My mei tai is now my favorite of all the carriers, even though I have the most basic, bottom of the line version. It’s really easy to get on and off, holds the baby very securely, and Baby Evan loves being carried against my chest. (He went through a brief period where he wanted to face out and fought the mei tai but I’ve adjusted the way I stand so he can see what I’m seeing or who I’m talking to.) It folds up very small and has no metal or plastic parts so I can throw it in the washer and dryer for a quick cleaning. The straps spread the weight across my back and shoulders so I don’t feel off balance or get a sore neck. The way Baby Evan sits in the carrier puts his weight on his butt and supports his thighs so you don’t have to worry all that dangling will mess up his…hips? legs? Whatever it is people worry about. There are fewer carries in a mei tai than with the Moby, but you can put the baby on your front or your back. One of the benefits of a mei tai back carry is you can tie the waist strap, pop the baby in while holding the shoulder straps and sort of swing the whole thing around so you don’t need a partner to get situated (although I’ve only dared to do this while sitting on the bed in case he falls out). If you REALLY wanted you could do a forward-facing front carry, but you’d need to cinch the middle of the fabric with a ribbon so the baby’s legs didn’t point in totally different directions. If you really wanted to just buy ONE carrier, I highly recommend some version of the mei tai. Here’s mine at Plymouth Rock and Mystic Aquarium:

Front carry - When the baby was smaller, the mei tai provided plenty of sun/weather protection.
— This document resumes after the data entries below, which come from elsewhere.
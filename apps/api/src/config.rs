use anyhow::{Context, Result};

/// Application configuration loaded from environment variables.
/// Startup fails if required variables are missing.
#[derive(Debug, Clone)]
pub struct Config {
    pub database_url: String,
    pub identity_url: String,
    pub identity_api_key: String,
    pub frontend_url: String,
    /// Browser executable override for environments where Chrome is not on the
    /// default path (serverless images ship it under a fixed location).
    pub chrome_path: Option<String>,
    pub port: u16,
    pub rust_log: String,
}

impl Config {
    pub fn from_env() -> Result<Self> {
        dotenvy::dotenv().ok(); // load .env if present; ignore if missing

        Ok(Config {
            database_url: require_env("DATABASE_URL")?,
            identity_url: require_env("IDENTITY_URL")?,
            identity_api_key: require_env("IDENTITY_API_KEY")?,
            frontend_url: require_env("FRONTEND_URL")?,
            chrome_path: std::env::var("CHROME_PATH").ok(),
            port: std::env::var("PORT")
                .unwrap_or_else(|_| "3001".to_string())
                .parse::<u16>()
                .context("PORT must be a valid port number")?,
            rust_log: std::env::var("RUST_LOG").unwrap_or_else(|_| "info".to_string()),
        })
    }
}

fn require_env(key: &str) -> Result<String> {
    std::env::var(key).with_context(|| format!("Required environment variable '{key}' is not set"))
}
/// Identity client — the single point of entry for all identity-provider calls.
///
/// The provider (a GoTrue-style REST API) owns credentials, token issuance and
/// OAuth flows. This module only speaks its HTTP surface; local user rows are
/// managed by the `auth` and `users` modules.
use chrono::{DateTime, Utc};
use reqwest::Client;
use serde::{Deserialize, Serialize};
use serde_json::{json, Value};
use thiserror::Error;
use tracing::debug;

const AUTH_PATH: &str = "/auth/v1";

#[derive(Debug, Error)]
pub enum IdentityError {
    #[error("HTTP error: {0}")]
    Http(#[from] reqwest::Error),

    #[error("identity provider error (status {status}): {message}")]
    Api { status: u16, message: String },
}

/// The provider's view of an authenticated subject.
#[derive(Debug, Clone, Serialize, Deserialize)]
pub struct IdentityUser {
    pub id: uuid::Uuid,
    pub email: Option<String>,
    #[serde(default)]
    pub email_confirmed_at: Option<DateTime<Utc>>,
    #[serde(default)]
    pub user_metadata: Value,
}

impl IdentityUser {
    pub fn full_name(&self) -> Option<&str> {
        self.user_metadata.get("full_name").and_then(Value::as_str)
    }

    pub fn avatar_url(&self) -> Option<&str> {
        self.user_metadata.get("avatar_url").and_then(Value::as_str)
    }
}

#[derive(Debug, Clone, Serialize, Deserialize)]
pub struct SessionTokens {
    pub access_token: String,
    pub token_type: Option<String>,
    pub expires_in: Option<i64>,
    pub refresh_token: String,
}

/// User + session pair returned by signup/signin/refresh/code-exchange.
/// Either half can be absent (e.g. signup pending email confirmation).
#[derive(Debug, Clone, Serialize)]
pub struct AuthPayload {
    pub user: Option<IdentityUser>,
    pub session: Option<SessionTokens>,
}

#[derive(Debug, Deserialize)]
struct TokenGrant {
    access_token: String,
    token_type: Option<String>,
    expires_in: Option<i64>,
    refresh_token: String,
    user: Option<IdentityUser>,
}

impl From<TokenGrant> for AuthPayload {
    fn from(grant: TokenGrant) -> Self {
        AuthPayload {
            user: grant.user,
            session: Some(SessionTokens {
                access_token: grant.access_token,
                token_type: grant.token_type,
                expires_in: grant.expires_in,
                refresh_token: grant.refresh_token,
            }),
        }
    }
}

// The provider is not consistent about its error body shape.
#[derive(Debug, Deserialize, Default)]
struct ApiErrorBody {
    error_description: Option<String>,
    msg: Option<String>,
    message: Option<String>,
    error: Option<String>,
}

impl ApiErrorBody {
    fn into_message(self) -> String {
        self.error_description
            .or(self.msg)
            .or(self.message)
            .or(self.error)
            .unwrap_or_else(|| "Authentication failed".to_string())
    }
}

#[derive(Clone)]
pub struct IdentityClient {
    client: Client,
    base_url: String,
    api_key: String,
}

impl IdentityClient {
    pub fn new(base_url: String, api_key: String) -> anyhow::Result<Self> {
        Ok(Self {
            client: Client::builder()
                .timeout(std::time::Duration::from_secs(15))
                .build()?,
            base_url: base_url.trim_end_matches('/').to_string(),
            api_key,
        })
    }

    fn endpoint(&self, path: &str) -> String {
        format!("{}{}{}", self.base_url, AUTH_PATH, path)
    }

    async fn check(response: reqwest::Response) -> Result<reqwest::Response, IdentityError> {
        let status = response.status();
        if status.is_success() {
            return Ok(response);
        }
        let body: ApiErrorBody = response.json().await.unwrap_or_default();
        Err(IdentityError::Api {
            status: status.as_u16(),
            message: body.into_message(),
        })
    }

    pub async fn sign_up(
        &self,
        email: &str,
        password: &str,
        full_name: &str,
        redirect_to: &str,
    ) -> Result<AuthPayload, IdentityError> {
        let response = self
            .client
            .post(self.endpoint("/signup"))
            .header("apikey", &self.api_key)
            .query(&[("redirect_to", redirect_to)])
            .json(&json!({
                "email": email,
                "password": password,
                "data": { "full_name": full_name },
            }))
            .send()
            .await?;
        let body: Value = Self::check(response).await?.json().await?;
        debug!("signup response received");

        // Auto-confirm deployments return a token grant; confirmation-required
        // deployments return the bare user object.
        if body.get("access_token").is_some() {
            let grant: TokenGrant =
                serde_json::from_value(body).map_err(|e| IdentityError::Api {
                    status: 500,
                    message: format!("unexpected signup response: {e}"),
                })?;
            Ok(grant.into())
        } else {
            let user: Option<IdentityUser> = serde_json::from_value(body).ok();
            Ok(AuthPayload {
                user,
                session: None,
            })
        }
    }

    pub async fn sign_in(&self, email: &str, password: &str) -> Result<AuthPayload, IdentityError> {
        self.token_grant(
            "password",
            json!({ "email": email, "password": password }),
        )
        .await
    }

    pub async fn refresh(&self, refresh_token: &str) -> Result<AuthPayload, IdentityError> {
        self.token_grant(
            "refresh_token",
            json!({ "refresh_token": refresh_token }),
        )
        .await
    }

    pub async fn exchange_code(&self, code: &str) -> Result<AuthPayload, IdentityError> {
        self.token_grant("pkce", json!({ "auth_code": code })).await
    }

    async fn token_grant(
        &self,
        grant_type: &str,
        body: Value,
    ) -> Result<AuthPayload, IdentityError> {
        let response = self
            .client
            .post(self.endpoint("/token"))
            .header("apikey", &self.api_key)
            .query(&[("grant_type", grant_type)])
            .json(&body)
            .send()
            .await?;
        let grant: TokenGrant = Self::check(response).await?.json().await?;
        Ok(grant.into())
    }

    pub async fn sign_out(&self, access_token: &str) -> Result<(), IdentityError> {
        let response = self
            .client
            .post(self.endpoint("/logout"))
            .header("apikey", &self.api_key)
            .bearer_auth(access_token)
            .send()
            .await?;
        Self::check(response).await?;
        Ok(())
    }

    pub async fn reset_password(
        &self,
        email: &str,
        redirect_to: &str,
    ) -> Result<(), IdentityError> {
        let response = self
            .client
            .post(self.endpoint("/recover"))
            .header("apikey", &self.api_key)
            .query(&[("redirect_to", redirect_to)])
            .json(&json!({ "email": email }))
            .send()
            .await?;
        Self::check(response).await?;
        Ok(())
    }

    /// Validates a bearer token and returns the subject it belongs to.
    pub async fn get_user(&self, access_token: &str) -> Result<IdentityUser, IdentityError> {
        let response = self
            .client
            .get(self.endpoint("/user"))
            .header("apikey", &self.api_key)
            .bearer_auth(access_token)
            .send()
            .await?;
        Ok(Self::check(response).await?.json().await?)
    }

    /// Builds the provider-hosted OAuth entry URL; no network call involved.
    pub fn authorize_url(&self, provider: &str, redirect_to: &str) -> String {
        format!(
            "{}/authorize?provider={}&redirect_to={}",
            self.endpoint(""),
            provider,
            redirect_to,
        )
    }
}

#[cfg(test)]
mod tests {
    use super::*;

    #[test]
    fn error_body_prefers_description() {
        let body = ApiErrorBody {
            error_description: Some("Invalid login credentials".into()),
            msg: Some("other".into()),
            message: None,
            error: None,
        };
        assert_eq!(body.into_message(), "Invalid login credentials");
    }

    #[test]
    fn error_body_falls_back_to_generic() {
        assert_eq!(
            ApiErrorBody::default().into_message(),
            "Authentication failed"
        );
    }

    #[test]
    fn metadata_accessors_read_claims() {
        let user = IdentityUser {
            id: uuid::Uuid::new_v4(),
            email: Some("a@b.c".into()),
            email_confirmed_at: None,
            user_metadata: json!({ "full_name": "Ada Lovelace", "avatar_url": "http://x/y.png" }),
        };
        assert_eq!(user.full_name(), Some("Ada Lovelace"));
        assert_eq!(user.avatar_url(), Some("http://x/y.png"));
    }

    #[test]
    fn authorize_url_includes_provider() {
        let client = IdentityClient::new("http://id.local/".into(), "key".into()).unwrap();
        let url = client.authorize_url("github", "http://app/callback");
        assert!(url.starts_with("http://id.local/auth/v1/authorize?provider=github"));
    }
}
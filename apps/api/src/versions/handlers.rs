use axum::{
    extract::{Path, State},
    Json,
};
use uuid::Uuid;

use crate::auth::AuthUser;
use crate::errors::AppError;
use crate::models::resume::{ResumeRow, ResumeVersionRow};
use crate::response::Data;
use crate::state::AppState;
use crate::versions::service::{self, CreateVersionRequest};

/// GET /resumes/:id/versions
pub async fn handle_list(
    State(state): State<AppState>,
    auth: AuthUser,
    Path(resume_id): Path<Uuid>,
) -> Result<Json<Data<Vec<ResumeVersionRow>>>, AppError> {
    let versions = service::list(&state.db, resume_id, auth.id).await?;
    Ok(Json(Data { data: versions }))
}

/// POST /resumes/:id/versions
pub async fn handle_create(
    State(state): State<AppState>,
    auth: AuthUser,
    Path(resume_id): Path<Uuid>,
    Json(req): Json<CreateVersionRequest>,
) -> Result<Json<Data<ResumeVersionRow>>, AppError> {
    let version = service::create(&state.db, resume_id, auth.id, req).await?;
    Ok(Json(Data { data: version }))
}

/// GET /resumes/:id/versions/:version_id
pub async fn handle_get_by_id(
    State(state): State<AppState>,
    auth: AuthUser,
    Path((resume_id, version_id)): Path<(Uuid, Uuid)>,
) -> Result<Json<Data<ResumeVersionRow>>, AppError> {
    let version = service::get_by_id(&state.db, version_id, resume_id, auth.id).await?;
    Ok(Json(Data { data: version }))
}

/// POST /resumes/:id/versions/:version_id/restore
pub async fn handle_restore(
    State(state): State<AppState>,
    auth: AuthUser,
    Path((resume_id, version_id)): Path<(Uuid, Uuid)>,
) -> Result<Json<Data<ResumeRow>>, AppError> {
    let resume = service::restore(&state.db, version_id, resume_id, auth.id).await?;
    Ok(Json(Data { data: resume }))
}
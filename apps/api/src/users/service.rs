use sqlx::PgPool;
use uuid::Uuid;

use crate::errors::AppError;
use crate::identity::IdentityUser;
use crate::models::user::UserRow;

/// Returns the caller's non-deleted user row.
pub async fn get_by_id(pool: &PgPool, user_id: Uuid) -> Result<UserRow, AppError> {
    let user: Option<UserRow> =
        sqlx::query_as("SELECT * FROM users WHERE id = $1 AND deleted_at IS NULL")
            .bind(user_id)
            .fetch_optional(pool)
            .await?;

    user.ok_or_else(|| AppError::NotFound("User not found".into()))
}

/// Upserts the local row for a provider subject, refreshing login time and
/// avatar from the provider's claims.
pub async fn ensure_exists(pool: &PgPool, user: &IdentityUser) -> Result<UserRow, AppError> {
    let email = user.email.clone().unwrap_or_default();
    let full_name = user
        .full_name()
        .map(str::to_owned)
        .unwrap_or_else(|| email.clone());

    let row: UserRow = sqlx::query_as(
        r#"
        INSERT INTO users (id, email, full_name, avatar_url, last_login_at)
        VALUES ($1, $2, $3, $4, now())
        ON CONFLICT (id) DO UPDATE
        SET last_login_at = now(),
            avatar_url = COALESCE($4, users.avatar_url),
            updated_at = now()
        RETURNING *
        "#,
    )
    .bind(user.id)
    .bind(email)
    .bind(full_name)
    .bind(user.avatar_url())
    .fetch_one(pool)
    .await?;

    Ok(row)
}

pub async fn touch_last_login(pool: &PgPool, user_id: Uuid) -> Result<(), AppError> {
    sqlx::query("UPDATE users SET last_login_at = now(), updated_at = now() WHERE id = $1")
        .bind(user_id)
        .execute(pool)
        .await?;
    Ok(())
}

pub async fn update(
    pool: &PgPool,
    user_id: Uuid,
    full_name: Option<String>,
    avatar_url: Option<String>,
) -> Result<UserRow, AppError> {
    let row: UserRow = sqlx::query_as(
        r#"
        UPDATE users
        SET full_name = COALESCE($1, full_name),
            avatar_url = COALESCE($2, avatar_url),
            updated_at = now()
        WHERE id = $3 AND deleted_at IS NULL
        RETURNING *
        "#,
    )
    .bind(full_name)
    .bind(avatar_url)
    .bind(user_id)
    .fetch_optional(pool)
    .await?
    .ok_or_else(|| AppError::NotFound("User not found".into()))?;

    Ok(row)
}

/// Soft delete; the identity provider's subject is untouched.
pub async fn delete(pool: &PgPool, user_id: Uuid) -> Result<(), AppError> {
    sqlx::query(
        "UPDATE users SET deleted_at = now(), is_active = FALSE, updated_at = now() WHERE id = $1",
    )
    .bind(user_id)
    .execute(pool)
    .await?;
    Ok(())
}

/// Live count of the user's non-deleted resumes (not the denormalized column).
pub async fn live_resume_count(pool: &PgPool, user_id: Uuid) -> Result<i64, AppError> {
    let count: i64 = sqlx::query_scalar(
        "SELECT count(*) FROM resumes WHERE user_id = $1 AND deleted_at IS NULL",
    )
    .bind(user_id)
    .fetch_one(pool)
    .await?;
    Ok(count)
}
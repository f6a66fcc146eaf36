use sqlx::PgPool;

use crate::config::Config;
use crate::identity::IdentityClient;

/// Shared application state injected into all route handlers via Axum extractors.
#[derive(Clone)]
pub struct AppState {
    pub db: PgPool,
    pub identity: IdentityClient,
    pub config: Config,
}
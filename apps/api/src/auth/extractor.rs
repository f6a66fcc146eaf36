use axum::{
    async_trait,
    extract::FromRequestParts,
    http::{header::AUTHORIZATION, request::Parts},
};
use uuid::Uuid;

use crate::errors::AppError;
use crate::identity::IdentityUser;
use crate::state::AppState;

/// Extractor for authenticated routes. Reads `Authorization: Bearer <token>`,
/// validates the token against the identity provider and yields the caller's
/// id plus profile claims. Rejects with 401 on any failure.
pub struct AuthUser {
    pub id: Uuid,
    pub user: IdentityUser,
    /// The raw bearer token, needed to sign the caller out at the provider.
    pub token: String,
}

#[async_trait]
impl FromRequestParts<AppState> for AuthUser {
    type Rejection = AppError;

    async fn from_request_parts(
        parts: &mut Parts,
        state: &AppState,
    ) -> Result<Self, Self::Rejection> {
        let token = bearer_token(parts).ok_or_else(|| {
            AppError::Unauthorized("Missing or invalid authorization header".into())
        })?;

        let user = state
            .identity
            .get_user(&token)
            .await
            .map_err(|_| AppError::Unauthorized("Invalid or expired token".into()))?;

        Ok(AuthUser {
            id: user.id,
            user,
            token,
        })
    }
}

fn bearer_token(parts: &Parts) -> Option<String> {
    parts
        .headers
        .get(AUTHORIZATION)?
        .to_str()
        .ok()?
        .strip_prefix("Bearer ")
        .map(str::to_owned)
}

#[cfg(test)]
mod tests {
    use super::*;
    use axum::http::Request;

    fn parts_with_auth(value: Option<&str>) -> Parts {
        let mut builder = Request::builder().uri("/resumes");
        if let Some(v) = value {
            builder = builder.header(AUTHORIZATION, v);
        }
        builder.body(()).unwrap().into_parts().0
    }

    #[test]
    fn extracts_bearer_token() {
        let parts = parts_with_auth(Some("Bearer abc.def.ghi"));
        assert_eq!(bearer_token(&parts).as_deref(), Some("abc.def.ghi"));
    }

    #[test]
    fn rejects_missing_header() {
        assert!(bearer_token(&parts_with_auth(None)).is_none());
    }

    #[test]
    fn rejects_non_bearer_scheme() {
        assert!(bearer_token(&parts_with_auth(Some("Basic dXNlcg=="))).is_none());
    }
}
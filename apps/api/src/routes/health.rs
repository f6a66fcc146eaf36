use axum::{extract::State, Json};
use chrono::Utc;
use serde_json::{json, Value};

use crate::state::AppState;

/// GET /health — degraded status is reported in the body, not the status code.
pub async fn health_handler(State(state): State<AppState>) -> Json<Value> {
    let database = match sqlx::query_scalar::<_, i32>("SELECT 1")
        .fetch_one(&state.db)
        .await
    {
        Ok(_) => "connected",
        Err(_) => "disconnected",
    };

    Json(json!({
        "status": if database == "connected" { "ok" } else { "error" },
        "timestamp": Utc::now().to_rfc3339(),
        "database": database,
    }))
}
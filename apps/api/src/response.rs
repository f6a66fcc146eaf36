use serde::Serialize;

/// Standard success envelope: `{"data": ...}`.
#[derive(Debug, Serialize)]
pub struct Data<T> {
    pub data: T,
}

/// Standard message envelope: `{"message": "..."}`.
#[derive(Debug, Serialize)]
pub struct Message {
    pub message: &'static str,
}

#[derive(Debug, Serialize, PartialEq, Eq)]
#[serde(rename_all = "camelCase")]
pub struct Pagination {
    pub page: i64,
    pub limit: i64,
    pub total: i64,
    pub total_pages: i64,
}

impl Pagination {
    pub fn new(page: i64, limit: i64, total: i64) -> Self {
        Self {
            page,
            limit,
            total,
            total_pages: if limit > 0 { (total + limit - 1) / limit } else { 0 },
        }
    }
}

/// List envelope: `{"data": [...], "pagination": {...}}`.
#[derive(Debug, Serialize)]
pub struct Paginated<T> {
    pub data: Vec<T>,
    pub pagination: Pagination,
}

#[cfg(test)]
mod tests {
    use super::*;

    #[test]
    fn total_pages_rounds_up() {
        assert_eq!(Pagination::new(1, 10, 25).total_pages, 3);
        assert_eq!(Pagination::new(1, 10, 30).total_pages, 3);
        assert_eq!(Pagination::new(1, 10, 31).total_pages, 4);
    }

    #[test]
    fn empty_result_has_zero_pages() {
        assert_eq!(Pagination::new(1, 10, 0).total_pages, 0);
    }

    #[test]
    fn single_item_is_one_page() {
        assert_eq!(Pagination::new(1, 10, 1).total_pages, 1);
    }
}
Front carry - When the baby was smaller, the mei tai provided plenty of sun/weather protection.

Front carry - The easiest way to carry my 20 lb fattie.

Front carry - The easiest way to carry my 20 lb fattie. I noticed today though that he's getting too tall for my smallish mei tai. I guess I'll have to buy a new one!

One of the benefits of this carrier (and all baby-wearing) is the baby is right up at eye level with Mom, so you get to experience things together.

One of the benefits of this carrier (and all baby-wearing) is the baby is right up at eye level with Mom, so you get to experience things together.

Back carry - The only downside is the hair pulling, but it doesn't happen very often. Yet.

Back carry - The only downside is the hair pulling, but it doesn't happen very often. Yet.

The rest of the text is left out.